The task -
Using the records below, filter out every line that lacks "enum" and copy the rest.

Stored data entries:
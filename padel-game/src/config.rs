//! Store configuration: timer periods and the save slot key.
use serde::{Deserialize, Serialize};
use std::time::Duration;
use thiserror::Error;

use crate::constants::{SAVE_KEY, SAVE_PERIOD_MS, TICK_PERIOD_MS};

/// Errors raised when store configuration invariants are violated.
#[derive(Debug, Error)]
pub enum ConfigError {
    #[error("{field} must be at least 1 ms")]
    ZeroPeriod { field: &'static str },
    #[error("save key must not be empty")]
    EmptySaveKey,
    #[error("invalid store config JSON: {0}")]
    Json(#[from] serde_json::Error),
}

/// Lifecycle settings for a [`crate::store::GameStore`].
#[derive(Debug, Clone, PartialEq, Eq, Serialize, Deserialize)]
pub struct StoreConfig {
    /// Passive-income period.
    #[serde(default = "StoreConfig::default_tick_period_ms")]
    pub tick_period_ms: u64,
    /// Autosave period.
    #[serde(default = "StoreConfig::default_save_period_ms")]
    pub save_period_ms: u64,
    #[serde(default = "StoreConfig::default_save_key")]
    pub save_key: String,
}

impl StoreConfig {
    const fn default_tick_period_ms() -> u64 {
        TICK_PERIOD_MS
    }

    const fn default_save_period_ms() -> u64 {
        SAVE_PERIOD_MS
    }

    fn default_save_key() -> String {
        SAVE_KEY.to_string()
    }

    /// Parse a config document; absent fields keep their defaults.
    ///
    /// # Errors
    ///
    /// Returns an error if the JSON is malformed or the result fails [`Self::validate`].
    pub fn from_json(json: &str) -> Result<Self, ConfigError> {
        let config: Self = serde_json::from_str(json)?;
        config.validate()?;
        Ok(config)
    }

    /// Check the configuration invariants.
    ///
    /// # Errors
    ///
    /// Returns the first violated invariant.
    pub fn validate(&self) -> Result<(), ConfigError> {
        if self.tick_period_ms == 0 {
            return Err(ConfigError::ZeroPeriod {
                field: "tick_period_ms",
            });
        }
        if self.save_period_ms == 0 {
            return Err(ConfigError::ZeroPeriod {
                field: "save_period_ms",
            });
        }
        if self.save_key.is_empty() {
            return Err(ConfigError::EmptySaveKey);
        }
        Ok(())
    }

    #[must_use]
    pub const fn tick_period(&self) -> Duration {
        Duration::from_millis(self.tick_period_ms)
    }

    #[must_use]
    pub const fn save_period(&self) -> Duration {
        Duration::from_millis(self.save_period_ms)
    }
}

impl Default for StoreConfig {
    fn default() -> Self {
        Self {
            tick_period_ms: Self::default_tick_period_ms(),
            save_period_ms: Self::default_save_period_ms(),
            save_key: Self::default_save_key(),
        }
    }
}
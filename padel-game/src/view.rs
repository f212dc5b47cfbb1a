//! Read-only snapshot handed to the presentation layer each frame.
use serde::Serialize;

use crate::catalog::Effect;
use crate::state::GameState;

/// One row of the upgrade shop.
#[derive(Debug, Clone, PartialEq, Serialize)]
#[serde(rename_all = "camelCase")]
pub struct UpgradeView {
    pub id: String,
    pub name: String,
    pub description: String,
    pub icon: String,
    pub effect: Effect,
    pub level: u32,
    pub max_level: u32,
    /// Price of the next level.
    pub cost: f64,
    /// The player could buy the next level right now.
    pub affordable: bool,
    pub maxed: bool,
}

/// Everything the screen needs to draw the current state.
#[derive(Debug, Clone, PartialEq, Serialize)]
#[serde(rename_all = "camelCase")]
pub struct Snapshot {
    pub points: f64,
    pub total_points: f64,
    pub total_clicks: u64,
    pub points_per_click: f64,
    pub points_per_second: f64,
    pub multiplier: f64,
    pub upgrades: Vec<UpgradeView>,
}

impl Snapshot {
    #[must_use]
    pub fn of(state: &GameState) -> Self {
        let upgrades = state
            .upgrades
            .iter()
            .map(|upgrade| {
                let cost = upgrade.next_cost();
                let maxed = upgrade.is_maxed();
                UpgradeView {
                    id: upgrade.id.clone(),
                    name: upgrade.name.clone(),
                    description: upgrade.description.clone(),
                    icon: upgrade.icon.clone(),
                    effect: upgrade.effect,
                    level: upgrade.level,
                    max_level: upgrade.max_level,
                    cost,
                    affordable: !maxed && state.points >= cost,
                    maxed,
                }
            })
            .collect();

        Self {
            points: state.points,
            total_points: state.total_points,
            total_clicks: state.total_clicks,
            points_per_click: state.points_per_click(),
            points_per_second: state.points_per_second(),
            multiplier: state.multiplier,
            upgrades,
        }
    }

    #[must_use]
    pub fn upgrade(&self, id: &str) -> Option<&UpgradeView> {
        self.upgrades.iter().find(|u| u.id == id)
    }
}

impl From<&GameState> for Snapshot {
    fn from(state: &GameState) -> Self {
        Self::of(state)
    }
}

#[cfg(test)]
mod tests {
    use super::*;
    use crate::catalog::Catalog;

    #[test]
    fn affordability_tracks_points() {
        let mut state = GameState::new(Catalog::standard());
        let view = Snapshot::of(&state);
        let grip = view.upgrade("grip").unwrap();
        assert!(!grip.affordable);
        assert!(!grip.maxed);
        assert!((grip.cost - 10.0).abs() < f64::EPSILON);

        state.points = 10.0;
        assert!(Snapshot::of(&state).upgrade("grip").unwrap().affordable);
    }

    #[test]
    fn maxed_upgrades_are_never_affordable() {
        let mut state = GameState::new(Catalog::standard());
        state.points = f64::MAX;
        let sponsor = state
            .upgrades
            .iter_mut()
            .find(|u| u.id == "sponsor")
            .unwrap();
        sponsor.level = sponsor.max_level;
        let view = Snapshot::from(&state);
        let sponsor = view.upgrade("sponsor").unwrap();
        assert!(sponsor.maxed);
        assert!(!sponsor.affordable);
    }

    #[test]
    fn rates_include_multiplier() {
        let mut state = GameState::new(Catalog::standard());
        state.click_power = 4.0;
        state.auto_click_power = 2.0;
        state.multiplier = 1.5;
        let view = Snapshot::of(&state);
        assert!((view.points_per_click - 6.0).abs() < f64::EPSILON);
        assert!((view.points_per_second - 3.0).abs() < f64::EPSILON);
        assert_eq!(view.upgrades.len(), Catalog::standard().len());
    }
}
---
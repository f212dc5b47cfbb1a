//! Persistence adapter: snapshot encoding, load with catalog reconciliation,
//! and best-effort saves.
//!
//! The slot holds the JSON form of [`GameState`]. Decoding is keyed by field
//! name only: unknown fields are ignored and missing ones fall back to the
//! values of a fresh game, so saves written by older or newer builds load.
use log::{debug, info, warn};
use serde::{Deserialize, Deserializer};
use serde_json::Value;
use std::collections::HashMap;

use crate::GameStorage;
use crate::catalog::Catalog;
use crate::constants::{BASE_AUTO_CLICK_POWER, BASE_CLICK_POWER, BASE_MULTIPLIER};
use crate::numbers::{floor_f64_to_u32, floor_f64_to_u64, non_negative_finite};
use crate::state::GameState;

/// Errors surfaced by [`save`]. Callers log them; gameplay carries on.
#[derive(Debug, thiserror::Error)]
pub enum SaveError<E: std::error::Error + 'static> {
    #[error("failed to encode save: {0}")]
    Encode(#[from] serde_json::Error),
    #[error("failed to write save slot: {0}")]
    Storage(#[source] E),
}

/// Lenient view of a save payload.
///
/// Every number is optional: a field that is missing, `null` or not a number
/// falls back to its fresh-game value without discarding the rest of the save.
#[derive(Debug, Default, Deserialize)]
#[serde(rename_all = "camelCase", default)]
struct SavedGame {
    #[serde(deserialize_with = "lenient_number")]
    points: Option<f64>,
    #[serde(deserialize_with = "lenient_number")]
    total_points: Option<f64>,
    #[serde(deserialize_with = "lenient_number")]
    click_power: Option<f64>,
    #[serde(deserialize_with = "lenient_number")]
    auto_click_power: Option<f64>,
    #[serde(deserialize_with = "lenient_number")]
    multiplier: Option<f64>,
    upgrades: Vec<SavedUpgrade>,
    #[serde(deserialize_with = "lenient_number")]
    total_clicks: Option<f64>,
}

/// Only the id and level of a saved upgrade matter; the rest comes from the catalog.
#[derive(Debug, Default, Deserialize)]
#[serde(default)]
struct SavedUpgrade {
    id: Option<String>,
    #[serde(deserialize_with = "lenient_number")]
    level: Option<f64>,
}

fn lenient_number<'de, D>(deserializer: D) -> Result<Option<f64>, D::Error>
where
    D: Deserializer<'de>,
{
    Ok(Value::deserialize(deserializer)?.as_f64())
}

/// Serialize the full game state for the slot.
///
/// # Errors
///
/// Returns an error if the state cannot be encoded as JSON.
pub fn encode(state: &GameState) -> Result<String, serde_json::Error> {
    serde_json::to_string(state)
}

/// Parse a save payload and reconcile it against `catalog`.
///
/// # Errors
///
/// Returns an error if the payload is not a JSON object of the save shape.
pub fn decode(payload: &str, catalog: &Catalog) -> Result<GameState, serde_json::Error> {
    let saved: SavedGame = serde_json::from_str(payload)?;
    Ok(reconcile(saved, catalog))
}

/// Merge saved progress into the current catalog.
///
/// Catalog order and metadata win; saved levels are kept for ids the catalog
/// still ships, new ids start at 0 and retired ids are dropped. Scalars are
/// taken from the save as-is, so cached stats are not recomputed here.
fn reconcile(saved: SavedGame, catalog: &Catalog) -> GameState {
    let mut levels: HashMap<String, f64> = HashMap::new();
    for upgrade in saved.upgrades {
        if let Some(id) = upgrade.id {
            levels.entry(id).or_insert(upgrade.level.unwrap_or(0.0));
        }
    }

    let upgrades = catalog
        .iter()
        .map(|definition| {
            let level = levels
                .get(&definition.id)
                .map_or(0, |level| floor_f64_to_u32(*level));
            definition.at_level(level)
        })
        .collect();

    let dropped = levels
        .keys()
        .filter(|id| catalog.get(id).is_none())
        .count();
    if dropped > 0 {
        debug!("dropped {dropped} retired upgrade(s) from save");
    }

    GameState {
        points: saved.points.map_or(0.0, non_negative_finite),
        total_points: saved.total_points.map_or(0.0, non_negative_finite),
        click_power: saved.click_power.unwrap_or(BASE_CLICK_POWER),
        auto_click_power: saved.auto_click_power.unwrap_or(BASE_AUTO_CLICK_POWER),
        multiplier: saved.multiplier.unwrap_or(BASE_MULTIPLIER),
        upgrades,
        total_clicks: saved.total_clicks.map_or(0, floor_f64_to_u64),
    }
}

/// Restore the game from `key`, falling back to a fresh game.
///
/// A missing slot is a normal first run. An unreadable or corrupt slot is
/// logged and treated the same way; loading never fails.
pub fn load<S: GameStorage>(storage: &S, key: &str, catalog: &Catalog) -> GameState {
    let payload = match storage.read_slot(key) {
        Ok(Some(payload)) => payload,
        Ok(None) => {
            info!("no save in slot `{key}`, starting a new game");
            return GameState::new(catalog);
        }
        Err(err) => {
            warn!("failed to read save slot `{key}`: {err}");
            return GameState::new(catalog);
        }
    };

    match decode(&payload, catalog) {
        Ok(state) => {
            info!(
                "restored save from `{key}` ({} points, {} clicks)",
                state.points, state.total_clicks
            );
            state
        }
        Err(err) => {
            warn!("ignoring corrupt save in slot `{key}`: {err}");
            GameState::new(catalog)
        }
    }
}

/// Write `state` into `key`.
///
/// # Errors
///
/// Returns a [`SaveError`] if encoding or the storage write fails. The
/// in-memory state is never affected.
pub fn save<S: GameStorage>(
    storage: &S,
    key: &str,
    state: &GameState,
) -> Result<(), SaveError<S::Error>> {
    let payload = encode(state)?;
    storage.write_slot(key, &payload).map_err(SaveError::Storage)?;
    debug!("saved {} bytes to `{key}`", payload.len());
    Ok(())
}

Answer box -
pub enum ConfigError {
pub enum SaveError<E: std::error::Error + 'static> {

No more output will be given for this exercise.